> [ASSIGNMENT]:
Using the entries that follow, give the number of lines containing the string "benchmarking". Write nothing besides that number.

Stored data
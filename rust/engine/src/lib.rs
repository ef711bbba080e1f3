//! # showdown-engine: Poker Hand Evaluation Core
//!
//! A pure library for evaluating poker hands: given five to seven cards it
//! finds the best achievable five-card hand, classifies its strength, and
//! provides a total ordering over evaluated hands (including exact ties).
//! Deck construction and shuffling are deterministic under a caller-supplied
//! seed for reproducible tests and replays.
//!
//! ## Core Modules
//!
//! - [`cards`] - Card representation (Suit, Rank, Card), card text codes,
//!   and full-deck construction
//! - [`deck`] - Seeded deck shuffling and draw operations
//! - [`hand`] - Hand classification, best-hand search, and comparison
//! - [`errors`] - Error types for deck and evaluation operations
//!
//! ## Quick Start
//!
//! ```rust
//! use showdown_engine::cards::{Card, Rank, Suit};
//! use showdown_engine::hand::evaluate_hand;
//!
//! // Evaluate a 7-card pool down to its best 5-card hand
//! let cards = [
//!     Card { suit: Suit::Hearts, rank: Rank::Ace },
//!     Card { suit: Suit::Hearts, rank: Rank::King },
//!     Card { suit: Suit::Hearts, rank: Rank::Queen },
//!     Card { suit: Suit::Hearts, rank: Rank::Jack },
//!     Card { suit: Suit::Hearts, rank: Rank::Ten },
//!     Card { suit: Suit::Clubs, rank: Rank::Two },
//!     Card { suit: Suit::Diamonds, rank: Rank::Three },
//! ];
//!
//! let strength = evaluate_hand(&cards).unwrap();
//! println!("Best hand: {:?}", strength.category);
//! ```
//!
//! ## Deterministic Shuffling
//!
//! Decks are shuffled at construction time; the same seed produces the
//! same order:
//!
//! ```rust
//! use showdown_engine::deck::Deck;
//!
//! let mut d1 = Deck::new_with_seed(42);
//! let mut d2 = Deck::new_with_seed(42);
//! assert_eq!(d1.draw().unwrap(), d2.draw().unwrap());
//! ```
//!
//! ## Card Codes
//!
//! Cards round-trip through two-character text codes:
//!
//! ```rust
//! use showdown_engine::cards::Card;
//!
//! let card: Card = "Ah".parse().unwrap();
//! assert_eq!(card.to_string(), "Ah");
//! assert!("Xx".parse::<Card>().is_err());
//! ```

pub mod cards;
pub mod deck;
pub mod errors;
pub mod hand;
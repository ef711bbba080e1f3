//! Error types for the CLI application.
//!
//! This module defines the error types used throughout the CLI for better
//! error propagation and handling.

use std::fmt;

use showdown_engine::errors::EngineError;

/// Custom error type for CLI operations.
///
/// This enum encompasses all error types that can occur during CLI execution,
/// allowing for proper error propagation using the `?` operator.
#[derive(Debug)]
pub enum CliError {
    /// I/O error (stdout/stderr writes, etc.)
    Io(std::io::Error),

    /// Invalid user input or command-line arguments
    InvalidInput(String),

    /// Engine-related error
    Engine(EngineError),
}

impl fmt::Display for CliError {
    fn fmt(&self, f: &mut fmt::Formatter<'_>) -> fmt::Result {
        match self {
            CliError::Io(e) => write!(f, "I/O error: {}", e),
            CliError::InvalidInput(msg) => write!(f, "Invalid input: {}", msg),
            CliError::Engine(e) => write!(f, "Engine error: {}", e),
        }
    }
}

impl std::error::Error for CliError {
    fn source(&self) -> Option<&(dyn std::error::Error + 'static)> {
        match self {
            CliError::Io(e) => Some(e),
            CliError::Engine(e) => Some(e),
            _ => None,
        }
    }
}

// Automatic conversion from std::io::Error to CliError
impl From<std::io::Error> for CliError {
    fn from(error: std::io::Error) -> Self {
        CliError::Io(error)
    }
}

// Automatic conversion from engine errors to CliError
impl From<EngineError> for CliError {
    fn from(error: EngineError) -> Self {
        CliError::Engine(error)
    }
}
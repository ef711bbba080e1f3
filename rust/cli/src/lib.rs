//! # Showdown CLI Library
//!
//! This library provides the command-line interface for the Showdown hand
//! evaluation engine. It exposes subcommands for dealing cards, evaluating
//! hands supplied as text, benchmarking the evaluator, and verifying RNG
//! determinism.
//!
//! ## Main Entry Point
//!
//! The primary entry point is the [`run`] function, which parses
//! command-line arguments and executes the appropriate subcommand.
//!
//! ## Example Usage
//!
//! ```no_run
//! use std::io;
//! let args = vec!["showdown", "deal", "--seed", "42"];
//! let code = showdown_cli::run(args, &mut io::stdout(), &mut io::stderr());
//! assert_eq!(code, 0);
//! ```
//!
//! ## Available Subcommands
//!
//! - `deal`: Draw cards from a seeded deck and show the best hand
//! - `eval`: Evaluate 5 to 7 card codes from the command line
//! - `bench`: Benchmark hand evaluation performance
//! - `rng`: Verify RNG determinism properties

use clap::Parser;
use std::io::Write;

pub mod cli;
mod commands;
mod error;
mod exit_code;

use cli::{Commands, ShowdownCli};
use commands::{
    handle_bench_command, handle_deal_command, handle_eval_command, handle_rng_command,
};
pub use error::CliError;
use exit_code::{ERROR, SUCCESS};

/// Main entry point for the CLI application.
///
/// Parses command-line arguments and dispatches to the appropriate
/// subcommand handler.
///
/// # Arguments
///
/// * `args` - Iterator over command-line arguments (typically `std::env::args()`)
/// * `out` - Output stream for normal output (typically `stdout`)
/// * `err` - Output stream for error messages (typically `stderr`)
///
/// # Returns
///
/// Exit code: `0` for success, `2` for errors
///
/// # Example
///
/// ```
/// use std::io;
/// let args = vec!["showdown", "eval", "Ah", "Kh", "Qh", "Jh", "Th"];
/// let code = showdown_cli::run(args, &mut io::stdout(), &mut io::stderr());
/// assert_eq!(code, 0);
/// ```
pub fn run<I, S>(args: I, out: &mut dyn Write, err: &mut dyn Write) -> i32
where
    I: IntoIterator<Item = S>,
    S: AsRef<str>,
{
    const COMMANDS: &[&str] = &["deal", "eval", "bench", "rng"];
    let argv: Vec<String> = args.into_iter().map(|s| s.as_ref().to_string()).collect();

    let parsed = ShowdownCli::try_parse_from(&argv);
    match parsed {
        Err(e) => {
            use clap::error::ErrorKind;

            // Help and version should print to stdout and exit 0
            match e.kind() {
                ErrorKind::DisplayHelp | ErrorKind::DisplayVersion => {
                    if write!(out, "{}", e).is_err() {
                        return ERROR;
                    }
                    SUCCESS
                }
                _ => {
                    // Print clap error first
                    if writeln!(err, "{}", e).is_err()
                        || writeln!(err).is_err()
                        || writeln!(err, "Showdown Poker CLI").is_err()
                        || writeln!(err, "Usage: showdown <command> [options]\n").is_err()
                        || writeln!(err, "Commands:").is_err()
                    {
                        return ERROR;
                    }
                    for c in COMMANDS {
                        if writeln!(err, "  {}", c).is_err() {
                            return ERROR;
                        }
                    }
                    if writeln!(err, "\nFor full help, run: showdown --help").is_err() {
                        return ERROR;
                    }
                    ERROR
                }
            }
        }
        Ok(cli) => match cli.cmd {
            Commands::Deal { seed, count } => match handle_deal_command(seed, count, out) {
                Ok(()) => SUCCESS,
                Err(e) => {
                    if writeln!(err, "Error: {}", e).is_err() {
                        return ERROR;
                    }
                    ERROR
                }
            },
            Commands::Eval { cards, json } => match handle_eval_command(&cards, json, out) {
                Ok(()) => SUCCESS,
                Err(e) => {
                    if writeln!(err, "Error: {}", e).is_err() {
                        return ERROR;
                    }
                    ERROR
                }
            },
            Commands::Bench => match handle_bench_command(out) {
                Ok(()) => SUCCESS,
                Err(e) => {
                    if writeln!(err, "Error: {}", e).is_err() {
                        return ERROR;
                    }
                    ERROR
                }
            },
            Commands::Rng { seed } => match handle_rng_command(seed, out) {
                Ok(()) => SUCCESS,
                Err(e) => {
                    if writeln!(err, "Error: {}", e).is_err() {
                        return ERROR;
                    }
                    ERROR
                }
            },
        },
    }
}
//! Command handler modules for the Showdown CLI.
//!
//! Each subcommand is implemented in its own module file with a consistent
//! pattern:
//!
//! - Public handler function: `pub fn handle_COMMAND_command(...) -> Result<(), CliError>`
//! - Module-private helpers: Helper functions specific to that command
//! - Dependency injection: Output streams (`&mut dyn Write`) passed as parameters
//! - Error propagation: All errors propagated via the `CliError` enum

mod bench;
mod deal;
mod eval;
mod rng;

pub use bench::handle_bench_command;
pub use deal::handle_deal_command;
pub use eval::handle_eval_command;
pub use rng::handle_rng_command;
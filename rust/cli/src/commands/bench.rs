//! Bench command handler for hand evaluation performance benchmarking.
//!
//! This module provides the `bench` command which performs a quick benchmark
//! of the evaluator by running 200 seeded 7-card draws through the best-hand
//! search and reporting the execution time.

use crate::error::CliError;
use showdown_engine::deck::Deck;
use showdown_engine::hand::evaluate_hand;
use std::io::Write;

/// Handle the bench command.
///
/// Performs a quick benchmark by evaluating 200 unique 7-card pools drawn
/// from deterministically seeded decks, so the workload is reproducible.
/// Reports the number of iterations and total execution time.
///
/// # Arguments
///
/// * `out` - Output stream for benchmark results
///
/// # Returns
///
/// Returns `Ok(())` on success, or `CliError` on I/O errors.
pub fn handle_bench_command(out: &mut dyn Write) -> Result<(), CliError> {
    // quick bench: evaluate 200 7-card pools from seeded decks
    let start = std::time::Instant::now();
    let mut cnt = 0u64;
    let mut deck = Deck::new_with_seed(1);
    let mut next_seed = 2;
    for _ in 0..200 {
        if deck.remaining() < 7 {
            deck = Deck::new_with_seed(next_seed);
            next_seed += 1;
        }
        let pool = deck.draw_many(7)?;
        // Result intentionally unused - benchmark only measures performance
        let _ = evaluate_hand(&pool)?;
        cnt += 1;
    }
    let dur = start.elapsed();
    writeln!(out, "Benchmark: {} iters in {:?}", cnt, dur)?;
    Ok(())
}
use rand::seq::SliceRandom;
use rand::SeedableRng;
use rand_chacha::ChaCha20Rng;

use crate::cards::{full_deck, Card};
use crate::errors::EngineError;

/// A 52-card deck with an owned, seedable RNG. The top of the deck is the
/// end of the internal sequence.
#[derive(Debug)]
pub struct Deck {
    cards: Vec<Card>,
    rng: ChaCha20Rng,
}

impl Deck {
    /// The number of cards in a full deck.
    pub const SIZE: usize = 52;

    /// Creates a pre-shuffled deck seeded from ambient entropy.
    pub fn new() -> Self {
        Self::new_with_seed(rand::random())
    }

    /// Creates a pre-shuffled deck with a deterministic seed.
    /// The same seed always yields the same card order.
    pub fn new_with_seed(seed: u64) -> Self {
        let rng = ChaCha20Rng::seed_from_u64(seed);
        let mut deck = Self {
            cards: full_deck(),
            rng,
        };
        deck.shuffle();
        deck
    }

    /// Reshuffles the cards still in the deck, in place. On a partially
    /// drawn deck this reorders the remainder only; drawn cards never
    /// return.
    pub fn shuffle(&mut self) {
        self.cards.shuffle(&mut self.rng);
    }

    /// Removes and returns the top card.
    pub fn draw(&mut self) -> Result<Card, EngineError> {
        self.cards.pop().ok_or(EngineError::InsufficientCards {
            requested: 1,
            remaining: 0,
        })
    }

    /// Removes and returns `n` cards.
    ///
    /// A single-card request comes off the top (end of the sequence),
    /// matching [`draw`](Self::draw); requests for two or more cards come
    /// off the front. The asymmetry is a documented part of the contract.
    /// Requesting more cards than remain fails without removing any.
    pub fn draw_many(&mut self, n: usize) -> Result<Vec<Card>, EngineError> {
        if n > self.cards.len() {
            return Err(EngineError::InsufficientCards {
                requested: n,
                remaining: self.cards.len(),
            });
        }
        if n == 1 {
            return Ok(vec![self.draw()?]);
        }
        Ok(self.cards.drain(..n).collect())
    }

    /// Number of cards left in the deck.
    pub fn remaining(&self) -> usize {
        self.cards.len()
    }

    /// Checks if the deck is empty.
    pub fn is_empty(&self) -> bool {
        self.cards.is_empty()
    }
}

impl Default for Deck {
    fn default() -> Self {
        Self::new()
    }
}
use std::cmp::Ordering;

use serde::{Deserialize, Serialize};

use crate::cards::Card;
use crate::errors::EngineError;

/// Hand strength categories in ascending order of strength.
#[derive(Debug, Copy, Clone, Eq, PartialEq, Ord, PartialOrd, Serialize, Deserialize)]
pub enum Category {
    HighCard = 0,
    OnePair = 1,
    TwoPair = 2,
    ThreeOfAKind = 3,
    Straight = 4,
    Flush = 5,
    FullHouse = 6,
    FourOfAKind = 7,
    StraightFlush = 8,
}

/// The evaluated strength of a five-card hand: its category, the tie-break
/// rank groups, and the cards the result was computed from.
#[derive(Debug, Clone, Eq, PartialEq, Serialize, Deserialize)]
pub struct HandStrength {
    pub category: Category,
    /// Tie-break rank groups, most significant first; ranks within a group
    /// are sorted high to low.
    pub ranks: Vec<Vec<u8>>,
    /// The five cards evaluated, in rank-ascending order.
    pub cards: [Card; 5],
}

/// Rank histogram of a five-card hand: for each multiplicity (1..=4), the
/// ranks occurring exactly that many times, sorted high to low. Slot 5
/// exists only so that duplicate cards in the input cannot index out of
/// bounds; a deck never produces them.
struct RankHistogram {
    groups: [Vec<u8>; 6],
}

impl RankHistogram {
    fn new(hand: &[Card; 5]) -> Self {
        let mut counts = [0u8; 15];
        for c in hand {
            counts[c.rank.value() as usize] += 1;
        }
        let mut groups: [Vec<u8>; 6] = std::array::from_fn(|_| Vec::new());
        for r in (2..=14u8).rev() {
            let multiplicity = counts[r as usize] as usize;
            if multiplicity > 0 {
                groups[multiplicity].push(r);
            }
        }
        // The multiplicities must partition exactly five cards.
        debug_assert_eq!((1..=5).map(|m| m * groups[m].len()).sum::<usize>(), 5);
        Self { groups }
    }

    fn has(&self, multiplicity: usize) -> bool {
        !self.groups[multiplicity].is_empty()
    }

    fn group(&self, multiplicity: usize) -> Vec<u8> {
        self.groups[multiplicity].clone()
    }
}

/// Evaluates exactly five cards.
///
/// Input order does not matter; the hand is normalized to rank-ascending
/// order before classification. Cards are assumed pairwise distinct, as
/// drawn from a deck. Returns `InvalidCardCount` unless exactly five cards
/// are given.
pub fn hand_strength(cards: &[Card]) -> Result<HandStrength, EngineError> {
    let mut hand: [Card; 5] =
        <[Card; 5]>::try_from(cards).map_err(|_| EngineError::InvalidCardCount {
            actual: cards.len(),
            min: 5,
            max: 5,
        })?;
    hand.sort_unstable_by_key(|c| c.rank.value());
    Ok(classify(hand))
}

/// Finds the best five-card hand in a pool of five to seven cards.
///
/// The pool is reduced recursively: every one-card-removed subpool is
/// solved and the maximum under [`compare_hands`] wins. On exact ties the
/// first subset found in iteration order is kept, so results are
/// reproducible. Returns `InvalidCardCount` for pools outside 5..=7.
pub fn evaluate_hand(cards: &[Card]) -> Result<HandStrength, EngineError> {
    if !(5..=7).contains(&cards.len()) {
        return Err(EngineError::InvalidCardCount {
            actual: cards.len(),
            min: 5,
            max: 7,
        });
    }
    Ok(best_hand(cards))
}

/// Compares two evaluated hands: category first, then the rank groups
/// lexicographically (group-major, position-minor, higher rank wins).
pub fn compare_hands(a: &HandStrength, b: &HandStrength) -> Ordering {
    match a.category.cmp(&b.category) {
        Ordering::Equal => a.ranks.cmp(&b.ranks),
        ord => ord,
    }
}

fn best_hand(pool: &[Card]) -> HandStrength {
    if pool.len() == 5 {
        let mut hand = [pool[0]; 5];
        hand.copy_from_slice(pool);
        hand.sort_unstable_by_key(|c| c.rank.value());
        return classify(hand);
    }

    let mut best = best_hand(&drop_card(pool, 0));
    for skip in 1..pool.len() {
        let candidate = best_hand(&drop_card(pool, skip));
        if compare_hands(&candidate, &best) == Ordering::Greater {
            best = candidate;
        }
    }
    best
}

fn drop_card(pool: &[Card], skip: usize) -> Vec<Card> {
    let mut sub = pool.to_vec();
    sub.remove(skip);
    sub
}

// Classification priority: multiples first (quads, full house, trips, two
// pair, pair), then flush/straight on the rank-sorted hand.
fn classify(hand: [Card; 5]) -> HandStrength {
    let histogram = RankHistogram::new(&hand);

    if histogram.has(4) {
        return HandStrength {
            category: Category::FourOfAKind,
            ranks: vec![histogram.group(4), histogram.group(1)],
            cards: hand,
        };
    }
    if histogram.has(3) && histogram.has(2) {
        return HandStrength {
            category: Category::FullHouse,
            ranks: vec![histogram.group(3), histogram.group(2)],
            cards: hand,
        };
    }
    if histogram.has(3) {
        return HandStrength {
            category: Category::ThreeOfAKind,
            ranks: vec![histogram.group(3), histogram.group(1)],
            cards: hand,
        };
    }
    if histogram.group(2).len() == 2 {
        return HandStrength {
            category: Category::TwoPair,
            ranks: vec![histogram.group(2), histogram.group(1)],
            cards: hand,
        };
    }
    if histogram.has(2) {
        return HandStrength {
            category: Category::OnePair,
            ranks: vec![histogram.group(2), histogram.group(1)],
            cards: hand,
        };
    }

    // All five ranks are distinct here, so the hand is sorted strictly
    // ascending and a span of four means five consecutive ranks. The wheel
    // (A-2-3-4-5) has the ace on top and the five as the run's high card.
    let flush = hand.iter().all(|c| c.suit == hand[0].suit);
    let (low, high) = (hand[0].rank.value(), hand[4].rank.value());
    let straight = high - low == 4 || (high == 14 && hand[3].rank.value() == 5);

    let category = match (flush, straight) {
        (true, true) => Category::StraightFlush,
        (true, false) => Category::Flush,
        (false, true) => Category::Straight,
        (false, false) => Category::HighCard,
    };
    HandStrength {
        category,
        ranks: vec![histogram.group(1)],
        cards: hand,
    }
}
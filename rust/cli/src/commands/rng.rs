//! Random number generator verification command.
//!
//! The `rng` command verifies the properties of the ChaCha20 random number
//! generator that drives deck shuffling. It prints a sample of raw generator
//! output and the first cards of a deck shuffled under the same seed, so two
//! runs with one seed can be compared for determinism.

use crate::error::CliError;
use rand::{RngCore, SeedableRng};
use showdown_engine::deck::Deck;
use std::io::Write;

/// Handle the rng command - verify random number generator properties.
///
/// Generates a sample of random values using the ChaCha20 RNG with the
/// specified seed (or a random seed if not provided), then shows the first
/// cards of a deck shuffled under that seed.
///
/// # Arguments
///
/// * `seed` - Optional seed value for the RNG (uses random seed if None)
/// * `out` - Output stream for the sample values
///
/// # Returns
///
/// * `Ok(())` on success
/// * `Err(CliError)` on write failure
pub fn handle_rng_command(seed: Option<u64>, out: &mut dyn Write) -> Result<(), CliError> {
    let s = seed.unwrap_or_else(rand::random);
    let mut rng = rand_chacha::ChaCha20Rng::seed_from_u64(s);
    let mut vals = vec![];
    for _ in 0..5 {
        vals.push(rng.next_u64());
    }
    writeln!(out, "Seed: {}", s)?;
    writeln!(out, "RNG sample: {:?}", vals)?;

    let mut deck = Deck::new_with_seed(s);
    let tops: Vec<String> = deck
        .draw_many(5)?
        .iter()
        .map(|c| c.to_string())
        .collect();
    writeln!(out, "First cards: {}", tops.join(" "))?;
    Ok(())
}
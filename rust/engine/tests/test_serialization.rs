use showdown_engine::cards::{Card, Rank, Suit};
use showdown_engine::hand::{evaluate_hand, Category, HandStrength};

#[test]
fn card_round_trips_through_json() {
    let card = Card {
        suit: Suit::Hearts,
        rank: Rank::Ace,
    };
    let json = serde_json::to_string(&card).unwrap();
    let back: Card = serde_json::from_str(&json).unwrap();
    assert_eq!(card, back);
}

#[test]
fn category_serializes_as_variant_name() {
    let json = serde_json::to_string(&Category::StraightFlush).unwrap();
    assert_eq!(json, "\"StraightFlush\"");
}

#[test]
fn hand_strength_round_trips_through_json() {
    let pool = [
        Card {
            suit: Suit::Hearts,
            rank: Rank::Ace,
        },
        Card {
            suit: Suit::Hearts,
            rank: Rank::King,
        },
        Card {
            suit: Suit::Hearts,
            rank: Rank::Queen,
        },
        Card {
            suit: Suit::Hearts,
            rank: Rank::Jack,
        },
        Card {
            suit: Suit::Hearts,
            rank: Rank::Ten,
        },
        Card {
            suit: Suit::Clubs,
            rank: Rank::Two,
        },
        Card {
            suit: Suit::Diamonds,
            rank: Rank::Three,
        },
    ];
    let hs = evaluate_hand(&pool).unwrap();
    let json = serde_json::to_string(&hs).unwrap();
    let back: HandStrength = serde_json::from_str(&json).unwrap();
    assert_eq!(hs, back);
    assert_eq!(back.category, Category::StraightFlush);
}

> [EXPECTED ANSWER]:
2